• **Task instructions**
Some entries follow. Reproduce exactly the lines starting at the one with "pub mod models;" and stopping after the one with "pub use state::AppState;".

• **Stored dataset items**
------

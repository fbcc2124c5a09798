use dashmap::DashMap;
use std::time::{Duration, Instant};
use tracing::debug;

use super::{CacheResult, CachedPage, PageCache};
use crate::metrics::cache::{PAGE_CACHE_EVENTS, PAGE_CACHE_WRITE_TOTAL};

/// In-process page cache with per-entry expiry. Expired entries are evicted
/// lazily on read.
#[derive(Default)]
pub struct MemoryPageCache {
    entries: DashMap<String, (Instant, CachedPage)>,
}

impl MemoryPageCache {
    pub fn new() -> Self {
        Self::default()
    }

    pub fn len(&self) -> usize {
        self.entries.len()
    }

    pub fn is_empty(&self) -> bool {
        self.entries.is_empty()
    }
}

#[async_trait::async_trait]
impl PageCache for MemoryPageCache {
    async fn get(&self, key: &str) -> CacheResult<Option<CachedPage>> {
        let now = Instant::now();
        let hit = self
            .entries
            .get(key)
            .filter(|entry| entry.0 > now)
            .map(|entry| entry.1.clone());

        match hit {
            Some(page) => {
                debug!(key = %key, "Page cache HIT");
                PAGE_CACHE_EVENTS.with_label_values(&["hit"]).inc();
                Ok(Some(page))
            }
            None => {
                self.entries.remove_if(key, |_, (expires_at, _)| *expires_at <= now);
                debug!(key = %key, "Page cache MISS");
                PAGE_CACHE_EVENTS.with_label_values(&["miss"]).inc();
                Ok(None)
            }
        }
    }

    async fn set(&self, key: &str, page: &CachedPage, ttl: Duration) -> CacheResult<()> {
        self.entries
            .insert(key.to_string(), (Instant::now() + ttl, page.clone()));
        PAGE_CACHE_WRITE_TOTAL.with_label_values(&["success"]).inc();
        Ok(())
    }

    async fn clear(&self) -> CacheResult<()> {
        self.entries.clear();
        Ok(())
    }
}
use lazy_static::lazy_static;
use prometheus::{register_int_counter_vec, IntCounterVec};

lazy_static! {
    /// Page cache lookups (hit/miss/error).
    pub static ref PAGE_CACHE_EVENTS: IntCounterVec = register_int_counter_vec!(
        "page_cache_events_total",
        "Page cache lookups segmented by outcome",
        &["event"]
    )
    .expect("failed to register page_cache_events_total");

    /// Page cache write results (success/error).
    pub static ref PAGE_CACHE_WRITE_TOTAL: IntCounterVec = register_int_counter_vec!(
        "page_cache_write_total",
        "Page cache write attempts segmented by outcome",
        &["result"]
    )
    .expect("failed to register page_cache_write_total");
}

------

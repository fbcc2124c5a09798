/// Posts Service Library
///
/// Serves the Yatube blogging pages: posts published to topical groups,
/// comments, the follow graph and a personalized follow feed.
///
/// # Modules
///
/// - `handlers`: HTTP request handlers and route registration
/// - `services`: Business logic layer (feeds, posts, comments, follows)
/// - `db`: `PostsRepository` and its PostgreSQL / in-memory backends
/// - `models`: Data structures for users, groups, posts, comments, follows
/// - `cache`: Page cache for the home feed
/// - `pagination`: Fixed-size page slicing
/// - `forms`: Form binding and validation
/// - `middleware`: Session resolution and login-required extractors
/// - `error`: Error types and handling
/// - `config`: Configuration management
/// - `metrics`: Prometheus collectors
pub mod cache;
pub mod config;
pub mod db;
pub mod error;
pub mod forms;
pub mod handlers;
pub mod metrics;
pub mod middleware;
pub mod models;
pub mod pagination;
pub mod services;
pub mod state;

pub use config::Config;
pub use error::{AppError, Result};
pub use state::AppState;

------

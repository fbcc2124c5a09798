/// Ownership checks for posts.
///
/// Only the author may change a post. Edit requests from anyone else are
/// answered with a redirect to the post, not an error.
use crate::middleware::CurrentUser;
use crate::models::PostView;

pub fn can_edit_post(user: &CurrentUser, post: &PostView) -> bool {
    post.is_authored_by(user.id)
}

------

• **Output of the task**
pub mod models;
pub mod pagination;
pub mod services;
pub mod state;

pub use config::Config;
pub use error::{AppError, Result};
pub use state::AppState;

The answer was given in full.